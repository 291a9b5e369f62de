//! hqsl: sign, verify and convert HQSL cards.
//!
//! ## Usage
//!
//! ```bash
//! # Verify a card (text or hqsl.net URL) against the configured roots
//! hqsl --config hqsl.toml verify 'https://hqsl.net/h#AC1PZ,FN42gv,...'
//!
//! # Sign a card with a private key
//! hqsl sign 'AC1PZ,FN42gv,EA2ESK,202309241038,-06,28.075,FT8,,,UNSIGNED' --key me.asc
//!
//! # Export to ADIF
//! hqsl adif export 'AC1PZ,FN42gv,...' > contact.adi
//! ```
//!
//! Logging goes to stderr; `RUST_LOG` overrides `--verbose`.

mod commands;

use std::path::PathBuf;
use std::process::ExitCode;

use anyhow::Result;
use clap::{Parser, Subcommand};
use hqsl_openpgp::{HqslConfig, HqslOpenPgp};
use tracing::debug;
use tracing_subscriber::EnvFilter;

/// HQSL card tool
#[derive(Parser, Debug)]
#[command(name = "hqsl")]
#[command(author, version, about, long_about = None)]
struct Args {
    /// TOML configuration file
    #[arg(short, long, global = true)]
    config: Option<PathBuf>,

    /// Key server URL, replaces the configured list (repeatable)
    #[arg(long = "key-server", global = true)]
    key_servers: Vec<String>,

    /// Trusted root key file, added to the configured ones (repeatable)
    #[arg(long = "trusted-key", global = true)]
    trusted_keys: Vec<PathBuf>,

    /// Key server timeout in milliseconds
    #[arg(long, global = true)]
    timeout_ms: Option<u64>,

    /// More logging (-v info, -vv debug)
    #[arg(short, long, action = clap::ArgAction::Count, global = true)]
    verbose: u8,

    #[command(subcommand)]
    command: Command,
}

#[derive(Subcommand, Debug)]
enum Command {
    /// Verify a card; exits non-zero unless it is valid
    Verify {
        /// Card text or URL, `-` for stdin
        card: String,
        /// Print JSON
        #[arg(long)]
        json: bool,
    },
    /// Sign a card and print the signed card text
    Sign {
        /// Card text or URL, `-` for stdin
        card: String,
        /// Private key file
        #[arg(short, long)]
        key: PathBuf,
        /// Passphrase of the private key
        #[arg(short, long)]
        passphrase: Option<String>,
        /// Signature time as yyyyMMddHHmm UTC (default: now)
        #[arg(long)]
        at: Option<String>,
    },
    /// Show what trusted roots certify a key for
    Certifications {
        /// Public key file
        key: PathBuf,
    },
    /// Fetch keys from the key servers
    Lookup {
        /// 0x-prefixed key ID, fingerprint or e-mail
        query: String,
    },
    /// Upload keys to the key servers
    Publish {
        /// Public key file
        key: PathBuf,
        /// Upload to this server only
        #[arg(long)]
        server: Option<String>,
    },
    /// Convert between cards and ADIF
    #[command(subcommand)]
    Adif(AdifCommand),
}

#[derive(Subcommand, Debug)]
enum AdifCommand {
    /// Print a card as an ADI document
    Export {
        /// Card text or URL, `-` for stdin
        card: String,
    },
    /// Print one unsigned card per contact in an ADI file
    Import {
        /// ADI file
        file: PathBuf,
        /// Logging station callsign, if records do not name it
        #[arg(long)]
        call: String,
        /// Logging station grid, if records do not name it
        #[arg(long)]
        grid: String,
    },
}

fn init_logging(verbose: u8) {
    let default = match verbose {
        0 => "warn",
        1 => "info",
        _ => "debug",
    };
    let filter = EnvFilter::try_from_default_env().unwrap_or_else(|_| EnvFilter::new(default));
    tracing_subscriber::fmt()
        .with_env_filter(filter)
        .with_writer(std::io::stderr)
        .with_target(false)
        .init();
}

fn load_config(args: &Args) -> Result<HqslConfig> {
    let mut config = match &args.config {
        Some(path) => HqslConfig::load(path)?,
        None => HqslConfig::default(),
    };
    if !args.key_servers.is_empty() {
        config.key_servers = args.key_servers.clone();
    }
    config.trusted_keys.extend(args.trusted_keys.iter().cloned());
    if let Some(timeout_ms) = args.timeout_ms {
        config.timeout_ms = timeout_ms;
    }
    config.validate()?;
    debug!(?config, "[hqsl] configuration loaded");
    Ok(config)
}

async fn run(args: Args) -> Result<ExitCode> {
    let config = load_config(&args)?;

    let output = match &args.command {
        Command::Verify { card, json } => {
            let hqsl = HqslOpenPgp::from_config(&config)?;
            let card = commands::read_card(card)?;
            let report = commands::verify(&hqsl, &card).await;
            println!("{}", report.render(*json)?);
            return Ok(if report.verdict.is_valid() {
                ExitCode::SUCCESS
            } else {
                ExitCode::from(2)
            });
        }
        Command::Sign {
            card,
            key,
            passphrase,
            at,
        } => commands::sign_card(
            commands::read_card(card)?,
            key,
            passphrase.as_deref(),
            at.as_deref(),
        )?,
        Command::Certifications { key } => {
            commands::certifications(key, &config.load_trusted_keys()?)?
        }
        Command::Lookup { query } => {
            let hqsl = HqslOpenPgp::from_config(&config)?;
            commands::lookup(&hqsl, query).await?
        }
        Command::Publish { key, server } => {
            let hqsl = HqslOpenPgp::from_config(&config)?;
            commands::publish(&hqsl, key, server.as_deref()).await?
        }
        Command::Adif(AdifCommand::Export { card }) => {
            commands::adif_export(&commands::read_card(card)?)?
        }
        Command::Adif(AdifCommand::Import { file, call, grid }) => {
            commands::adif_import(file, call, grid)?
        }
    };

    println!("{output}");
    Ok(ExitCode::SUCCESS)
}

#[tokio::main]
async fn main() -> ExitCode {
    let args = Args::parse();
    init_logging(args.verbose);

    match run(args).await {
        Ok(code) => code,
        Err(e) => {
            eprintln!("Error: {e:#}");
            ExitCode::FAILURE
        }
    }
}
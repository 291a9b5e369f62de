//! Key fixtures shared by unit tests.
//!
//! Keys are created 2024-02-08 10:00 UTC without expiry; cards are signed at
//! 10:01 for a contact at 10:23.

use std::time::{Duration, SystemTime};

use async_trait::async_trait;
use chrono::{DateTime, TimeZone, Utc};
use hqsl_card::Card;
use sequoia_openpgp as openpgp;

use openpgp::cert::prelude::*;
use openpgp::cert::UserIDRevocationBuilder;
use openpgp::packet::signature::SignatureBuilder;
use openpgp::packet::UserID;
use openpgp::types::{ReasonForRevocation, SignatureType};
use openpgp::Packet;

use crate::domain::{DirectoryError, PrivateKey, PublicKey, NOTATION_NAME};
use crate::ports::outbound::{KeyLookup, StaticKeyLookup};
use crate::service::engine;

pub const KEY_CREATED: u64 = 1_707_386_400;
pub const WINDOW: &str = "AC1PZ,202309181900,203009181900";

pub fn utc(y: i32, mo: u32, d: u32, h: u32, mi: u32) -> DateTime<Utc> {
    Utc.with_ymd_and_hms(y, mo, d, h, mi, 0).unwrap()
}

pub fn key_created() -> SystemTime {
    SystemTime::UNIX_EPOCH + Duration::from_secs(KEY_CREATED)
}

pub fn signing_time() -> DateTime<Utc> {
    utc(2024, 2, 8, 10, 1)
}

pub fn sample_card() -> Card {
    Card::new("AC1PZ", "FN42gv", "EA2ESK", utc(2024, 2, 8, 10, 23), 28.074, "FT8")
        .with_signal("-10")
}

pub fn generate_root() -> Cert {
    let (cert, _) = CertBuilder::new()
        .add_userid("HQSL Test Root <root@example.org>")
        .set_creation_time(key_created())
        .set_validity_period(None)
        .generate()
        .unwrap();
    cert
}

pub fn generate_signer(call: &str) -> Cert {
    let (cert, _) = CertBuilder::new()
        .add_userid(format!("Amateur Radio Callsign: {call}"))
        .add_signing_subkey()
        .set_creation_time(key_created())
        .set_validity_period(None)
        .generate()
        .unwrap();
    cert
}

/// `root` certifies the callsign user ID of `signer` at `at`.
pub fn certify(root: &Cert, signer: Cert, call: &str, notation: Option<&str>, at: SystemTime) -> Cert {
    certify_with_notations(root, signer, call, notation.as_slice(), at)
}

/// Like [`certify`], with one `qsl@hqsl.net` notation per entry of `notations`.
pub fn certify_with_notations(
    root: &Cert,
    signer: Cert,
    call: &str,
    notations: &[&str],
    at: SystemTime,
) -> Cert {
    let mut root_keypair = root
        .primary_key()
        .key()
        .clone()
        .parts_into_secret()
        .unwrap()
        .into_keypair()
        .unwrap();
    let userid = UserID::from(format!("Amateur Radio Callsign: {call}"));

    let mut builder = SignatureBuilder::new(SignatureType::GenericCertification)
        .set_signature_creation_time(at)
        .unwrap();
    for value in notations {
        builder = builder
            .add_notation(NOTATION_NAME, value.as_bytes(), None, false)
            .unwrap();
    }
    let primary = signer.primary_key();
    let certification = builder
        .sign_userid_binding(&mut root_keypair, primary.key(), &userid)
        .unwrap();
    signer
        .clone()
        .insert_packets(vec![Packet::from(userid), certification.into()])
        .unwrap()
}

/// `root` revokes its certifications of the callsign user ID at `at`.
pub fn revoke_certification(root: &Cert, signer: Cert, call: &str, at: SystemTime) -> Cert {
    let mut root_keypair = root
        .primary_key()
        .key()
        .clone()
        .parts_into_secret()
        .unwrap()
        .into_keypair()
        .unwrap();
    let userid = UserID::from(format!("Amateur Radio Callsign: {call}"));
    let revocation = UserIDRevocationBuilder::new()
        .set_reason_for_revocation(ReasonForRevocation::UIDRetired, b"")
        .unwrap()
        .set_signature_creation_time(at)
        .unwrap()
        .build(&mut root_keypair, &signer, &userid, None)
        .unwrap();
    signer
        .insert_packets(vec![Packet::from(userid), revocation.into()])
        .unwrap()
}

pub struct Fixture {
    pub root: Cert,
    pub signer: PrivateKey,
}

impl Fixture {
    pub fn new() -> Self {
        Self::with_notation(Some(WINDOW))
    }

    pub fn with_notation(notation: Option<&str>) -> Self {
        Self::with_notations(notation.as_slice())
    }

    pub fn with_notations(notations: &[&str]) -> Self {
        let root = generate_root();
        let signer = certify_with_notations(
            &root,
            generate_signer("AC1PZ"),
            "AC1PZ",
            notations,
            key_created() + Duration::from_secs(30),
        );
        Self {
            root,
            signer: PrivateKey::from_cert(signer).unwrap(),
        }
    }

    pub fn root_public(&self) -> PublicKey {
        PublicKey::from_cert(self.root.clone())
    }

    pub fn signer_public(&self) -> PublicKey {
        self.signer.public_key()
    }

    pub fn trusted(&self) -> Vec<PublicKey> {
        vec![self.root_public()]
    }

    pub fn lookup(&self) -> StaticKeyLookup {
        StaticKeyLookup::serving([self.signer_public()])
    }

    pub fn signed_card(&self, card: Card) -> Card {
        engine::sign(card, &self.signer, None, Some(signing_time())).unwrap()
    }
}

/// Serves every key for one key ID, the way a directory answers a collision.
pub struct CollidingLookup {
    pub keys: Vec<PublicKey>,
    pub key_id: String,
}

#[async_trait]
impl KeyLookup for CollidingLookup {
    async fn lookup(&self, query: &str) -> Result<Vec<PublicKey>, DirectoryError> {
        if query.eq_ignore_ascii_case(&format!("0x{}", self.key_id)) {
            Ok(self.keys.clone())
        } else {
            Err(DirectoryError::NotFound)
        }
    }
}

**Work to complete:** Out of the records above, pull each line containing the word "String".

**Solution to this exercise:**
    key_servers: Vec<String>,
        card: String,
        card: String,
        passphrase: Option<String>,
        at: Option<String>,
        query: String,
        server: Option<String>,
        card: String,
        call: String,
        grid: String,
    pub key_id: String,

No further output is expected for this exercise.